Lesley Milne, who will lead the research Team has been awarded the first International Fellowship for Midwives

A team from Bournemouth University will look at why women in Nepal don't use health services when giving birth, after receiving the first International Fellowship for Midwives.

The Fellowship is awarded by the charity Wellbeing of Women, in association with the Royal College of Midwives, for research into maternity services and women's health from an international perspective.

The team from BU will use the £20,000 Fellowship grant to look at the real and perceived barriers to women in Nepal giving birth within a health facility with a skilled birth attendant.

"There is evidence that access to skilled birth attendant is likely to lead to a better outcome for the mother and baby," said Lesley Milne, senior lecturer in Midwifery at Bournemouth University, who will lead the project.

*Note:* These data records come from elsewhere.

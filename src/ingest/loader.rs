//! CSV → [`SkillGraph`].
//!
//! Two passes. The first builds every node from its row and parks the raw
//! relation text; the second resolves that text against the now-complete
//! node set, so a cell may name a skill defined further down the file.
//!
//! Only a missing input file is fatal. Everything else (unknown relation
//! targets, bad numbers, absent optional columns, undecodable rows) is
//! logged, counted in the [`LoadReport`], and replaced by a default.

use std::fs;
use std::io::Read;
use std::path::Path;

use csv::{ReaderBuilder, StringRecord};
use hashbrown::HashMap;
use rand::Rng;
use rand::SeedableRng;
use rand::rngs::StdRng;
use tracing::{debug, info, warn};

use super::columns::{ColumnMap, Concept};
use super::relations::parse_relations;
use crate::model::{Position, Scores, SkillGraph, SkillNode};
use crate::{Error, Result};

const UTF8_BOM: &[u8] = b"\xEF\xBB\xBF";

/// Which cell a relation came from.
#[derive(Debug, Clone, Copy, PartialEq, Eq)]
pub enum RelationKind {
    /// Listed in the node's "depends on" cell: edge `target → node`.
    DependsOn,
    /// Listed in the node's "required by" cell: edge `node → target`.
    RequiredBy,
}

/// A relation target that named no known skill.
#[derive(Debug, Clone, PartialEq, Eq)]
pub struct UnresolvedRelation {
    pub node: String,
    pub target: String,
    pub kind: RelationKind,
}

/// What the loader had to work around.
#[derive(Debug, Clone, Default, PartialEq)]
pub struct LoadReport {
    /// Data rows read (excluding the header).
    pub rows: usize,
    /// Rows without a name, or that failed to decode.
    pub skipped_rows: usize,
    /// Rows whose name had already been seen.
    pub overwritten: usize,
    /// Numeric cells that did not parse.
    pub bad_numbers: usize,
    pub missing_columns: Vec<Concept>,
    pub unresolved: Vec<UnresolvedRelation>,
}

/// Raw relation text per node name, in first-insertion order.
#[derive(Debug, Default)]
struct PendingRelations {
    entries: Vec<(String, String)>,
    index: HashMap<String, usize>,
}

impl PendingRelations {
    fn set(&mut self, name: &str, raw: &str) {
        match self.index.get(name) {
            Some(&i) => self.entries[i].1 = raw.to_string(),
            None => {
                self.index.insert(name.to_string(), self.entries.len());
                self.entries.push((name.to_string(), raw.to_string()));
            }
        }
    }

    fn iter(&self) -> impl Iterator<Item = (&str, &str)> {
        self.entries.iter().map(|(n, r)| (n.as_str(), r.as_str()))
    }
}

/// Load a graph with entropy-seeded initial positions.
pub fn load(path: impl AsRef<Path>) -> Result<SkillGraph> {
    let mut rng = StdRng::from_entropy();
    load_with_rng(path, &mut rng).map(|(graph, _)| graph)
}

/// Load a graph, drawing initial positions from `rng`.
pub fn load_with_rng<R: Rng>(
    path: impl AsRef<Path>,
    rng: &mut R,
) -> Result<(SkillGraph, LoadReport)> {
    let path = path.as_ref();
    if !path.exists() {
        return Err(Error::NotFound(format!("CSV file not found: {}", path.display())));
    }
    let bytes = fs::read(path)?;
    info!(path = %path.display(), bytes = bytes.len(), "loading skill network");
    load_bytes(&bytes, rng)
}

/// Load a graph from any byte source.
pub fn load_from_reader<Rd: Read, R: Rng>(
    mut reader: Rd,
    rng: &mut R,
) -> Result<(SkillGraph, LoadReport)> {
    let mut bytes = Vec::new();
    reader.read_to_end(&mut bytes)?;
    load_bytes(&bytes, rng)
}

fn load_bytes<R: Rng>(bytes: &[u8], rng: &mut R) -> Result<(SkillGraph, LoadReport)> {
    let data = bytes.strip_prefix(UTF8_BOM).unwrap_or(bytes);
    let mut reader = ReaderBuilder::new().flexible(true).from_reader(data);

    let raw_headers = reader.byte_headers()?.clone();
    if raw_headers.iter().any(|h| std::str::from_utf8(h).is_err()) {
        warn!("header row is not valid UTF-8; undecodable bytes replaced");
    }
    let headers: Vec<String> = raw_headers
        .iter()
        .map(|h| String::from_utf8_lossy(h).into_owned())
        .collect();
    let columns = ColumnMap::resolve(&headers);
    log_column_mapping(&columns, &headers);

    let mut report = LoadReport {
        missing_columns: columns.missing(),
        ..LoadReport::default()
    };
    let mut graph = SkillGraph::new();
    let mut depends_on = PendingRelations::default();
    let mut required_by = PendingRelations::default();

    // Pass 1: nodes.
    for (row_no, result) in reader.records().enumerate() {
        report.rows += 1;
        let record = match result {
            Ok(r) => r,
            Err(e) => {
                warn!(row = row_no + 1, error = %e, "skipping undecodable row");
                report.skipped_rows += 1;
                continue;
            }
        };

        let get = |concept: Concept| cell(&columns, &record, concept);

        let name = get(Concept::Name).trim();
        if name.is_empty() {
            report.skipped_rows += 1;
            continue;
        }

        let node = SkillNode::new(name)
            .with_position(Position::random(rng))
            .with_ratings(
                get(Concept::Familiarity),
                get(Concept::Interest),
                get(Concept::Market),
            )
            .with_scores(read_scores(&columns, &record, name, &mut report));

        if graph.upsert_node(node) {
            debug!(name, "duplicate name, later row wins");
            report.overwritten += 1;
        }

        let deps = get(Concept::DependsOn).trim();
        if !deps.is_empty() {
            depends_on.set(name, deps);
        }
        let reqs = get(Concept::RequiredBy).trim();
        if !reqs.is_empty() {
            required_by.set(name, reqs);
        }
    }

    // Pass 2: edges.
    resolve_relations(&mut graph, &depends_on, RelationKind::DependsOn, &mut report);
    resolve_relations(&mut graph, &required_by, RelationKind::RequiredBy, &mut report);

    graph.compute_degrees();

    info!(
        nodes = graph.node_count(),
        edges = graph.edge_count(),
        unresolved = report.unresolved.len(),
        "skill network loaded"
    );
    Ok((graph, report))
}

fn cell<'r>(columns: &ColumnMap, record: &'r StringRecord, concept: Concept) -> &'r str {
    columns
        .get(concept)
        .and_then(|i| record.get(i))
        .unwrap_or("")
}

fn resolve_relations(
    graph: &mut SkillGraph,
    pending: &PendingRelations,
    kind: RelationKind,
    report: &mut LoadReport,
) {
    for (name, raw) in pending.iter() {
        for target in parse_relations(raw) {
            if !graph.contains(&target) {
                match kind {
                    RelationKind::DependsOn => {
                        warn!(node = name, target = %target, "depends on unknown skill")
                    }
                    RelationKind::RequiredBy => {
                        warn!(node = name, target = %target, "required by unknown skill")
                    }
                }
                report.unresolved.push(UnresolvedRelation {
                    node: name.to_string(),
                    target,
                    kind,
                });
                continue;
            }
            let added = match kind {
                RelationKind::DependsOn => graph.add_edge(&target, name),
                RelationKind::RequiredBy => graph.add_edge(name, &target),
            };
            if !added {
                debug!(node = name, target = %target, ?kind, "duplicate edge merged");
            }
        }
    }
}

fn read_scores(
    columns: &ColumnMap,
    record: &StringRecord,
    name: &str,
    report: &mut LoadReport,
) -> Scores {
    let mut scores = Scores::default();
    for (concept, i) in columns.score_columns() {
        let raw = record.get(i).unwrap_or("");
        let value = match parse_number(raw) {
            Some(v) => v,
            None => {
                warn!(node = name, column = concept.label(), value = raw, "not a number, using 0");
                report.bad_numbers += 1;
                0.0
            }
        };
        match concept {
            Concept::ReqScore => scores.req_score = value,
            Concept::MasterScore => scores.master_score = value,
            Concept::ReqIndirect => scores.req_indirect = value,
            Concept::DepIndirect => scores.dep_indirect = value,
            _ => {}
        }
    }
    scores
}

/// Empty cells count as 0; anything else must parse as a finite float.
pub fn parse_number(raw: &str) -> Option<f64> {
    let trimmed = raw.trim();
    if trimmed.is_empty() {
        return Some(0.0);
    }
    trimmed.parse::<f64>().ok().filter(|v| v.is_finite())
}

fn log_column_mapping(columns: &ColumnMap, headers: &[String]) {
    for concept in Concept::ALL {
        match columns.get(concept) {
            Some(i) => info!(concept = concept.label(), header = %headers[i], "column mapped"),
            None if concept == Concept::Name => {
                warn!("no name column found, every row will be skipped")
            }
            None => warn!(concept = concept.label(), "optional column missing, using defaults"),
        }
    }
}

#[cfg(test)]
mod tests {
    use super::*;
    use pretty_assertions::assert_eq;

    const HEADER: &str = "Nome da Área/Habilidade,Depende de...,Requerido por...,Grau de Familiaridade,Interesse,Relevância no Mercado,Requirement Score,Master Score\n";

    fn load_str(csv: &str) -> (SkillGraph, LoadReport) {
        let mut rng = StdRng::seed_from_u64(1);
        load_from_reader(csv.as_bytes(), &mut rng).unwrap()
    }

    fn edge_pairs(g: &SkillGraph) -> Vec<(String, String)> {
        g.edges()
            .iter()
            .map(|e| (e.source.clone(), e.target.clone()))
            .collect()
    }

    #[test]
    fn depends_on_is_inverted() {
        let csv = format!("{HEADER}A,,,,,,,\nB,A,,,,,,\n");
        let (g, _) = load_str(&csv);
        assert_eq!(edge_pairs(&g), vec![("A".into(), "B".into())]);
    }

    #[test]
    fn required_by_keeps_direction() {
        let csv = format!("{HEADER}A,,B,,,,,\nB,,,,,,,\n");
        let (g, _) = load_str(&csv);
        assert_eq!(edge_pairs(&g), vec![("A".into(), "B".into())]);
    }

    #[test]
    fn same_relation_from_both_cells_merges() {
        let csv = format!("{HEADER}A,,B,,,,,\nB,A,,,,,,\n");
        let (g, _) = load_str(&csv);
        assert_eq!(g.edge_count(), 1);
        assert_eq!(g.node("A").unwrap().req_direct, 1);
        assert_eq!(g.node("B").unwrap().dep_direct, 1);
    }

    #[test]
    fn forward_references_resolve() {
        let csv = format!("{HEADER}Z,Later,,,,,,\nLater,,,,,,,\n");
        let (g, report) = load_str(&csv);
        assert_eq!(edge_pairs(&g), vec![("Later".into(), "Z".into())]);
        assert!(report.unresolved.is_empty());
    }

    #[test]
    fn unknown_target_is_reported_and_dropped() {
        let csv = format!("{HEADER}A,Ghost,,,,,,\n");
        let (g, report) = load_str(&csv);
        assert_eq!(g.edge_count(), 0);
        assert_eq!(
            report.unresolved,
            vec![UnresolvedRelation {
                node: "A".into(),
                target: "Ghost".into(),
                kind: RelationKind::DependsOn,
            }],
        );
    }

    #[test]
    fn blank_names_skipped() {
        let csv = format!("{HEADER}  ,A,,,,,,\nA,,,,,,,\n");
        let (g, report) = load_str(&csv);
        assert_eq!(g.node_count(), 1);
        assert_eq!(report.skipped_rows, 1);
    }

    #[test]
    fn last_row_wins_for_attributes() {
        let csv = format!("{HEADER}A,,,🌱,,,1,\nB,,,,,,,\nA,,,🏆,,,2,\n");
        let (g, report) = load_str(&csv);
        assert_eq!(g.node_count(), 2);
        assert_eq!(report.overwritten, 1);
        let a = &g.nodes()[0];
        assert_eq!(a.name, "A");
        assert_eq!(a.familiarity.value, 5);
        assert_eq!(a.scores.req_score, 2.0);
    }

    #[test]
    fn empty_relation_cell_does_not_clear_earlier_text() {
        let csv = format!("{HEADER}A,B,,,,,,\nB,,,,,,,\nA,,,,,,,\n");
        let (g, _) = load_str(&csv);
        assert_eq!(edge_pairs(&g), vec![("B".into(), "A".into())]);
    }

    #[test]
    fn bad_numbers_default_to_zero() {
        let csv = format!("{HEADER}A,,,,,,lots, 3.5 \n");
        let (g, report) = load_str(&csv);
        let a = g.node("A").unwrap();
        assert_eq!(a.scores.req_score, 0.0);
        assert_eq!(a.scores.master_score, 3.5);
        assert_eq!(report.bad_numbers, 1);
    }

    #[test]
    fn non_finite_numbers_default_to_zero() {
        let csv = format!("{HEADER}A,,,,,,inf,NaN\n");
        let (g, report) = load_str(&csv);
        let a = g.node("A").unwrap();
        assert_eq!(a.scores.req_score, 0.0);
        assert_eq!(a.scores.master_score, 0.0);
        assert_eq!(report.bad_numbers, 2);
    }

    #[test]
    fn undecodable_header_is_not_fatal() {
        let bytes = b"Nome da Area/Habilidade,Coluna \xFF\xFE\nA,x\nB,y\n";
        let mut rng = StdRng::seed_from_u64(1);
        let (g, report) = load_from_reader(&bytes[..], &mut rng).unwrap();
        assert_eq!(g.node_count(), 2);
        assert!(g.contains("A"));
        assert_eq!(report.rows, 2);
    }

    #[test]
    fn ratings_parsed_from_cells() {
        let csv = format!("{HEADER}A,,,💪 Confiante,🔥,⭐,,\n");
        let (g, _) = load_str(&csv);
        let a = g.node("A").unwrap();
        assert_eq!(a.familiarity.raw, "💪 Confiante");
        assert_eq!(a.familiarity.value, 4);
        assert_eq!(a.interest.value, 4);
        assert_eq!(a.market.value, 5);
    }

    #[test]
    fn bom_and_short_rows_tolerated() {
        let csv = format!("\u{feff}{HEADER}A\nB,A\n");
        let (g, report) = load_str(&csv);
        assert_eq!(g.node_count(), 2);
        assert_eq!(g.edge_count(), 1);
        assert!(report.missing_columns.contains(&Concept::ReqIndirect));
    }

    #[test]
    fn missing_name_column_gives_empty_graph() {
        let (g, report) = load_str("Foo,Bar\n1,2\n");
        assert!(g.is_empty());
        assert!(report.missing_columns.contains(&Concept::Name));
    }

    #[test]
    fn empty_input_is_empty_graph() {
        let (g, report) = load_str("");
        assert!(g.is_empty());
        assert_eq!(report.rows, 0);
    }

    #[test]
    fn missing_file_is_not_found() {
        let err = load("/definitely/not/here/skills.csv").unwrap_err();
        assert!(matches!(err, Error::NotFound(_)));
    }

    #[test]
    fn parse_number_rules() {
        assert_eq!(parse_number(""), Some(0.0));
        assert_eq!(parse_number(" 42 "), Some(42.0));
        assert_eq!(parse_number("1e2"), Some(100.0));
        assert_eq!(parse_number("n/a"), None);
        assert_eq!(parse_number("inf"), None);
        assert_eq!(parse_number("-Infinity"), None);
        assert_eq!(parse_number("NaN"), None);
    }
}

"If they don't, it is more likely to end in a maternal mortality, and we are trying to determine why women in Nepal don't access health services."

Lesley will be supported by Vanora Hundley, Professor in Midwifery at BU, Edwin van Teijlingen, Professor of Reproductive Health Research at BU, and Dr Padam Simkhada, from the University of Sheffield.

The year-long project will start on April 1 and the money received as part of the Fellowship will enable Lesley to go to Nepal for three weeks in September to undertake the research.

She said: "This would not be possible if we had not been awarded this money.

"It's fantastic to have received this grant and we are really pleased about it."

She added: "There is an under-utilisation of health services in Nepal. It is about getting women to use the services available and trying to find out why many of them currently don't.

"I will be going out to Nepal to observe and also undertake some interviews of health personnel of both a rural hospital and a hospital in Kathmandu, to try to see what they think is preventing women from accessing services."

Lesley added that possible reasons for women not accessing health services could include having to travel a long way, having had poor previous experiences or their cultural beliefs.

Bournemouth University has been building links with Nepal across a number of areas and academic schools, including the School of Health and Social Care, and both Lesley and fellow researcher Professor Edwin van Teijlingen have experience in the surrounding area.

Lesley said that she hoped the research could be a springboard for future study.

"I hope that we may have a great insight into why women aren't accessing services and hopefully will be able to address that in the future," she said.